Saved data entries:
○ ○ ○ ○
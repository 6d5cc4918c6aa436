//! # capnote-capture
//!
//! The capture pipeline and everything needed to run it:
//! - Note composition per branch (internal link, external link, plain text)
//! - The orchestrator that takes one message to a saved note
//! - Admission scopes
//! - TOML / environment configuration
//! - Tracing subscriber setup for the `capnote` binary
//!
//! ## Example
//!
//! ```rust,ignore
//! use capnote_capture::{CaptureConfig, CapturePipeline, IncomingMessage};
//!
//! #[tokio::main]
//! async fn main() -> Result<(), Box<dyn std::error::Error>> {
//!     let config = CaptureConfig::load(None)?;
//!     config.validate()?;
//!     let pipeline = CapturePipeline::from_config(&config).await?;
//!
//!     let report = pipeline.process(&IncomingMessage {
//!         sender_name: "Alice".into(),
//!         text: "check this out https://intra.local/report".into(),
//!         is_admin: true,
//!         ..Default::default()
//!     }).await;
//!     println!("{} note(s) saved", report.saved());
//!
//!     pipeline.shutdown().await;
//!     Ok(())
//! }
//! ```

pub mod composer;
pub mod config;
pub mod logging;
pub mod pipeline;
pub mod report;
pub mod scope;

// Re-export core types
pub use capnote_core::*;

pub use composer::NoteStyle;
pub use config::{CaptureConfig, ConfigError, ConfigResult, ExtractorKind, NoteBackend, StorageConfig};
pub use pipeline::CapturePipeline;
pub use report::{Branch, CaptureReport, NoteOutcome, Stage};
pub use scope::CaptureScope;
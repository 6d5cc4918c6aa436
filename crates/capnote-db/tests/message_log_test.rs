//! Message log against in-memory and file-backed SQLite.

use capnote_db::{
    Database, IncomingMessage, MemoRecord, MessageChain, MessageLog, NoteRecord, PoolConfig,
};
use serde_json::json;

fn message(text: &str) -> IncomingMessage {
    IncomingMessage {
        sender_id: "wxid_alice".to_string(),
        sender_name: "Alice".to_string(),
        text: text.to_string(),
        chain: MessageChain(json!([{"type": "Plain", "text": text}])),
        timestamp: 1_700_000_000_000,
        platform: "wechat".to_string(),
        is_admin: true,
    }
}

#[tokio::test]
async fn test_save_message_round_trip() {
    let db = Database::in_memory().await.unwrap();

    let first = db.log.save_message(&message("hello")).await.unwrap();
    let second = db.log.save_message(&message("again")).await.unwrap();
    assert!(second > first);

    let rows = db.log.recent_messages(10).await.unwrap();
    assert_eq!(rows.len(), 2);
    assert_eq!(rows[0].message, "again");
    assert_eq!(rows[1].id, first);
    assert_eq!(rows[1].sender_name, "Alice");
    assert_eq!(rows[1].platform, "wechat");
    assert_eq!(rows[1].timestamp, 1_700_000_000_000);

    let chain: serde_json::Value = serde_json::from_str(&rows[1].message_chain).unwrap();
    assert_eq!(chain, json!([{"type": "Plain", "text": "hello"}]));
}

#[tokio::test]
async fn test_empty_chain_stored_as_empty_string() {
    let db = Database::in_memory().await.unwrap();
    let msg = IncomingMessage {
        text: "no chain".to_string(),
        ..Default::default()
    };
    db.log.save_message(&msg).await.unwrap();

    let rows = db.log.recent_messages(1).await.unwrap();
    assert_eq!(rows[0].message_chain, "");
}

#[tokio::test]
async fn test_memo_and_note_records() {
    let db = Database::in_memory().await.unwrap();
    let message_id = db.log.save_message(&message("remember milk")).await.unwrap();

    db.log
        .save_memo(&MemoRecord::from(&message("remember milk")))
        .await
        .unwrap();
    db.log
        .save_note_record(&NoteRecord {
            title: "remember milk".to_string(),
            content: "remember milk".to_string(),
            url: None,
            message_id: Some(message_id),
        })
        .await
        .unwrap();

    let counts = db.log.counts().await.unwrap();
    assert_eq!((counts.messages, counts.memos, counts.notes), (1, 1, 1));

    let memos = db.log.recent_memos(5).await.unwrap();
    assert_eq!(memos[0].content, "remember milk");

    let notes = db.log.recent_notes(5).await.unwrap();
    assert_eq!(notes[0].record.message_id, Some(message_id));
    assert!(notes[0].record.url.is_none());
}

#[tokio::test]
async fn test_file_database_persists_across_connections() {
    let dir = tempfile::tempdir().unwrap();
    let url = format!("sqlite://{}?mode=rwc", dir.path().join("log.db").display());

    {
        let db = Database::connect(&url).await.unwrap();
        db.log.save_message(&message("persisted")).await.unwrap();
        db.close().await;
    }

    let db = Database::connect_with_config(&url, PoolConfig::new().max_connections(1))
        .await
        .unwrap();
    let rows = db.log.recent_messages(1).await.unwrap();
    assert_eq!(rows[0].message, "persisted");
}

#[tokio::test]
async fn test_write_after_close_fails() {
    let db = Database::in_memory().await.unwrap();
    db.close().await;
    assert!(db.log.save_message(&message("late")).await.is_err());
}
○ ○ ○ ○
DIRECTIONS =>
Find the word "persisted" in the data and show each line that holds it.

OUTPUT OF THE EXERCISE =>
        db.log.save_message(&message("persisted")).await.unwrap();
    assert_eq!(rows[0].message, "persisted");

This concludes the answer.